• **PROBLEM STATEMENT**:
Each line in the records that mentions the word "Failed" needs to be listed.

• **MATERIAL SUPPLIED**:
---*---

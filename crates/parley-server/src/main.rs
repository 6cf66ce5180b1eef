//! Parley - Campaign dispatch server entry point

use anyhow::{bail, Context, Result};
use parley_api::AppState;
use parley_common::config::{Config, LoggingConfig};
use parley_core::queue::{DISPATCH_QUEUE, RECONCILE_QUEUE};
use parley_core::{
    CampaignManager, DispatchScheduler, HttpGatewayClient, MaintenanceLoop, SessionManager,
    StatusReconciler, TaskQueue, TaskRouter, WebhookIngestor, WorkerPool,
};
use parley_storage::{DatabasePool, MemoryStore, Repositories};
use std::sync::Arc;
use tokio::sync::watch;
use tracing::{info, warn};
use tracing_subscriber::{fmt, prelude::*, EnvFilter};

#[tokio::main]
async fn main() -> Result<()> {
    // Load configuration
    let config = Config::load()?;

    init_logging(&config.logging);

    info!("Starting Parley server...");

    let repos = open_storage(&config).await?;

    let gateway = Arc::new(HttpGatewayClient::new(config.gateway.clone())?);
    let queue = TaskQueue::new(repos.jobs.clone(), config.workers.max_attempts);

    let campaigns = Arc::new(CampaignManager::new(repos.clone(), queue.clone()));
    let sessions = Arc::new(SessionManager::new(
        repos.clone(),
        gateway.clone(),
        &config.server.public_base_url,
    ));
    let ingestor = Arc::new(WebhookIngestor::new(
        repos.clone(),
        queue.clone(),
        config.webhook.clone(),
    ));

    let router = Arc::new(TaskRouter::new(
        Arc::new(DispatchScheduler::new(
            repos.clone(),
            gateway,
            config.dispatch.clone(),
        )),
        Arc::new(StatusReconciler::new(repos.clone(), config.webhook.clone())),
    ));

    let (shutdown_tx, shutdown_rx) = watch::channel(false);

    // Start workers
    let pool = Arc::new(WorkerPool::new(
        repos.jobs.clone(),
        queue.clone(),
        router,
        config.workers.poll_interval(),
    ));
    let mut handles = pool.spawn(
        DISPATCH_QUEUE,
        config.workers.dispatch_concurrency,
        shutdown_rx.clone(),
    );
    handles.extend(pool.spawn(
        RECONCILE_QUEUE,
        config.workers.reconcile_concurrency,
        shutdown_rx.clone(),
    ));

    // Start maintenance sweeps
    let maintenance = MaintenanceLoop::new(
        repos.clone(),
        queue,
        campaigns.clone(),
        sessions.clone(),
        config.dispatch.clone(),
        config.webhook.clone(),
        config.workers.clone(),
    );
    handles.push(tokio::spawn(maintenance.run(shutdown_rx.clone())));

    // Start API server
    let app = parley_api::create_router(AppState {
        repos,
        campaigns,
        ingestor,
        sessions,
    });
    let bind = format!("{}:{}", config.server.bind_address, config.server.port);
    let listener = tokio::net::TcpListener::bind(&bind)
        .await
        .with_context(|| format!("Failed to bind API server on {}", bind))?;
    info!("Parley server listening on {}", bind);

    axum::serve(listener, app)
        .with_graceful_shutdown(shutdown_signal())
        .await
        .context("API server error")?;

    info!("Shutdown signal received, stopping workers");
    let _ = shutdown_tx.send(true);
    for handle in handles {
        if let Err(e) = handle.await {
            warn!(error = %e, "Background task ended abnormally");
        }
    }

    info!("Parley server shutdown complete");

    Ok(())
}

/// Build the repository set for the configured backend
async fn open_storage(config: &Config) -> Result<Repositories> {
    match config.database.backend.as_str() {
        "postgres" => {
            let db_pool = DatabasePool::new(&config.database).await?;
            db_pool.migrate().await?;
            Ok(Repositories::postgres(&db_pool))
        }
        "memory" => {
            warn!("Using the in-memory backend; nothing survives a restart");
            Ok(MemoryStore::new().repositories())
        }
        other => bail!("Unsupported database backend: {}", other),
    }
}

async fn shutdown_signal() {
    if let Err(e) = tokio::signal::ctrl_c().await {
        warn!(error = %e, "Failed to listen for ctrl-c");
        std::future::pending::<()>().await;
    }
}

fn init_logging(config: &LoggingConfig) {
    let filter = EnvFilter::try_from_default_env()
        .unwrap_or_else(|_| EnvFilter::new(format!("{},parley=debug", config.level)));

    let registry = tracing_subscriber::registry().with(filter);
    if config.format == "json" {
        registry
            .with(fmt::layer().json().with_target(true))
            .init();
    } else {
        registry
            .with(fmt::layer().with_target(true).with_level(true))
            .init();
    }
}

---*---

• **RESULT OF THIS EXERCISE**:
        .with_context(|| format!("Failed to bind API server on {}", bind))?;
        warn!(error = %e, "Failed to listen for ctrl-c");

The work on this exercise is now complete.